WHAT THE EXERCISE ASKS ->
If a line in the data contains "return", copy it out.

DATA SECTION ->
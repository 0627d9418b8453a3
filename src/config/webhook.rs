//! Webhook endpoint configuration

use secrecy::{ExposeSecret, SecretString};
use serde::Deserialize;

use super::error::ValidationError;
use crate::domain::webhook::{EndpointConfig, DEFAULT_TOLERANCE_SECS};

/// Webhook endpoint settings (one mounted provider route)
#[derive(Debug, Deserialize)]
pub struct WebhookSettings {
    /// Provider path segment (`/webhooks/{provider}`)
    #[serde(default = "default_provider")]
    pub provider: String,

    /// Signing secret shared with the provider
    pub signing_secret: SecretString,

    /// The only tenant this endpoint may mutate
    #[serde(default)]
    pub tenant_id: String,

    /// Lowers tenant-mismatch log severity; never relaxes verification
    #[serde(default)]
    pub test_mode: bool,

    /// Maximum signature age in seconds
    #[serde(default = "default_tolerance")]
    pub tolerance_secs: i64,
}

impl WebhookSettings {
    /// Build the immutable endpoint configuration
    pub fn endpoint_config(&self) -> EndpointConfig {
        EndpointConfig::new(
            self.signing_secret.expose_secret().as_str(),
            self.tenant_id.trim(),
            self.test_mode,
        )
    }

    /// Validate webhook configuration
    pub fn validate(&self) -> Result<(), ValidationError> {
        let secret = self.signing_secret.expose_secret();
        if secret.is_empty() {
            return Err(ValidationError::MissingRequired("WEBHOOK__SIGNING_SECRET"));
        }
        if self.tenant_id.trim().is_empty() {
            return Err(ValidationError::MissingRequired("WEBHOOK__TENANT_ID"));
        }

        // Verify secret prefix for safety
        if !secret.starts_with("whsec_") {
            return Err(ValidationError::InvalidWebhookSecret);
        }

        let provider_ok = !self.provider.is_empty()
            && self
                .provider
                .chars()
                .all(|c| c.is_ascii_lowercase() || c.is_ascii_digit() || c == '-' || c == '_');
        if !provider_ok {
            return Err(ValidationError::InvalidProvider(self.provider.clone()));
        }

        if !(1..=3600).contains(&self.tolerance_secs) {
            return Err(ValidationError::InvalidTolerance);
        }

        Ok(())
    }
}

fn default_provider() -> String {
    "stripe".to_string()
}

fn default_tolerance() -> i64 {
    DEFAULT_TOLERANCE_SECS
}
//! In-memory order synchronizers.
//!
//! Keyed by provider resource id. The key check and insert happen under one
//! write lock, so concurrent duplicates resolve to exactly one `Applied`.
//! State is per-process: a multi-instance deployment needs a shared store
//! with a unique constraint on the key instead.

use std::collections::HashMap;

use async_trait::async_trait;
use tokio::sync::RwLock;
use uuid::Uuid;

use crate::ports::{
    OrderDetail, OrderSynchronizer, SubscriptionInvoiceSynchronizer, SyncError, SyncOutcome,
};

/// Order status assigned to orders created from settled payments.
const PAID: &str = "paid";

/// Orders keyed by source id.
#[derive(Default)]
struct OrderBook {
    orders: RwLock<HashMap<String, OrderDetail>>,
}

impl OrderBook {
    async fn create_once(
        &self,
        source_id: &str,
        tenant_id: &str,
    ) -> Result<SyncOutcome<OrderDetail>, SyncError> {
        if source_id.is_empty() {
            return Err(SyncError::NotFound("empty source id".to_string()));
        }

        let mut orders = self.orders.write().await;
        if orders.contains_key(source_id) {
            return Ok(SyncOutcome::AlreadyProcessed);
        }

        let order = OrderDetail {
            order_id: format!("ord_{}", Uuid::new_v4().simple()),
            tenant_id: tenant_id.to_string(),
            source_id: source_id.to_string(),
            status: PAID.to_string(),
        };
        orders.insert(source_id.to_string(), order.clone());
        Ok(SyncOutcome::Applied(order))
    }

    async fn get(&self, source_id: &str) -> Option<OrderDetail> {
        self.orders.read().await.get(source_id).cloned()
    }

    async fn len(&self) -> usize {
        self.orders.read().await.len()
    }
}

/// Creates one order per payment intent.
///
/// The payment-intent port carries no tenant, so the owning tenant is fixed
/// at construction, matching the endpoint this adapter is mounted behind.
pub struct InMemoryOrderSynchronizer {
    tenant_id: String,
    book: OrderBook,
}

impl InMemoryOrderSynchronizer {
    pub fn new(tenant_id: impl Into<String>) -> Self {
        Self {
            tenant_id: tenant_id.into(),
            book: OrderBook::default(),
        }
    }

    /// Order created from a payment intent, if any.
    pub async fn order_for(&self, payment_intent_id: &str) -> Option<OrderDetail> {
        self.book.get(payment_intent_id).await
    }

    pub async fn order_count(&self) -> usize {
        self.book.len().await
    }
}

#[async_trait]
impl OrderSynchronizer for InMemoryOrderSynchronizer {
    async fn create_order_from_payment_intent(
        &self,
        payment_intent_id: &str,
    ) -> Result<SyncOutcome<OrderDetail>, SyncError> {
        self.book.create_once(payment_intent_id, &self.tenant_id).await
    }
}

/// Creates one order per paid subscription invoice.
#[derive(Default)]
pub struct InMemorySubscriptionInvoiceSynchronizer {
    book: OrderBook,
}

impl InMemorySubscriptionInvoiceSynchronizer {
    pub fn new() -> Self {
        Self::default()
    }

    /// Order created from an invoice, if any.
    pub async fn order_for(&self, invoice_id: &str) -> Option<OrderDetail> {
        self.book.get(invoice_id).await
    }

    pub async fn order_count(&self) -> usize {
        self.book.len().await
    }
}

#[async_trait]
impl SubscriptionInvoiceSynchronizer for InMemorySubscriptionInvoiceSynchronizer {
    async fn create_order_from_subscription_invoice(
        &self,
        invoice_id: &str,
        tenant_id: &str,
    ) -> Result<SyncOutcome<OrderDetail>, SyncError> {
        self.book.create_once(invoice_id, tenant_id).await
    }
}

#[cfg(test)]
mod tests {
    use super::*;
    use std::sync::Arc;

    #[tokio::test]
    async fn first_call_applies_second_is_duplicate() {
        let sync = InMemoryOrderSynchronizer::new("tenant_a");

        let first = sync.create_order_from_payment_intent("pi_1").await.unwrap();
        let second = sync.create_order_from_payment_intent("pi_1").await.unwrap();

        match first {
            SyncOutcome::Applied(order) => {
                assert_eq!(order.source_id, "pi_1");
                assert_eq!(order.tenant_id, "tenant_a");
                assert_eq!(order.status, "paid");
                assert!(order.order_id.starts_with("ord_"));
            }
            SyncOutcome::AlreadyProcessed => panic!("first call must apply"),
        }
        assert_eq!(second, SyncOutcome::AlreadyProcessed);
        assert_eq!(sync.order_count().await, 1);
    }

    #[tokio::test]
    async fn concurrent_duplicates_apply_once() {
        let sync = Arc::new(InMemorySubscriptionInvoiceSynchronizer::new());

        let tasks: Vec<_> = (0..8)
            .map(|_| {
                let sync = sync.clone();
                tokio::spawn(async move {
                    sync.create_order_from_subscription_invoice("in_1", "tenant_a")
                        .await
                        .unwrap()
                })
            })
            .collect();

        let mut applied = 0;
        for task in tasks {
            if task.await.unwrap().is_applied() {
                applied += 1;
            }
        }

        assert_eq!(applied, 1);
        assert_eq!(sync.order_count().await, 1);
    }

    #[tokio::test]
    async fn invoice_order_uses_caller_tenant() {
        let sync = InMemorySubscriptionInvoiceSynchronizer::new();
        sync.create_order_from_subscription_invoice("in_1", "tenant_b")
            .await
            .unwrap();

        assert_eq!(sync.order_for("in_1").await.unwrap().tenant_id, "tenant_b");
    }

    #[tokio::test]
    async fn empty_key_is_rejected() {
        let sync = InMemoryOrderSynchronizer::new("tenant_a");
        let result = sync.create_order_from_payment_intent("").await;
        assert!(matches!(result, Err(SyncError::NotFound(_))));
    }
}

SOLUTION FOR THIS EXERCISE ->
            return Err(ValidationError::MissingRequired("WEBHOOK__SIGNING_SECRET"));
            return Err(ValidationError::MissingRequired("WEBHOOK__TENANT_ID"));
            return Err(ValidationError::InvalidWebhookSecret);
            return Err(ValidationError::InvalidProvider(self.provider.clone()));
            return Err(ValidationError::InvalidTolerance);
            return Err(SyncError::NotFound("empty source id".to_string()));
            return Ok(SyncOutcome::AlreadyProcessed);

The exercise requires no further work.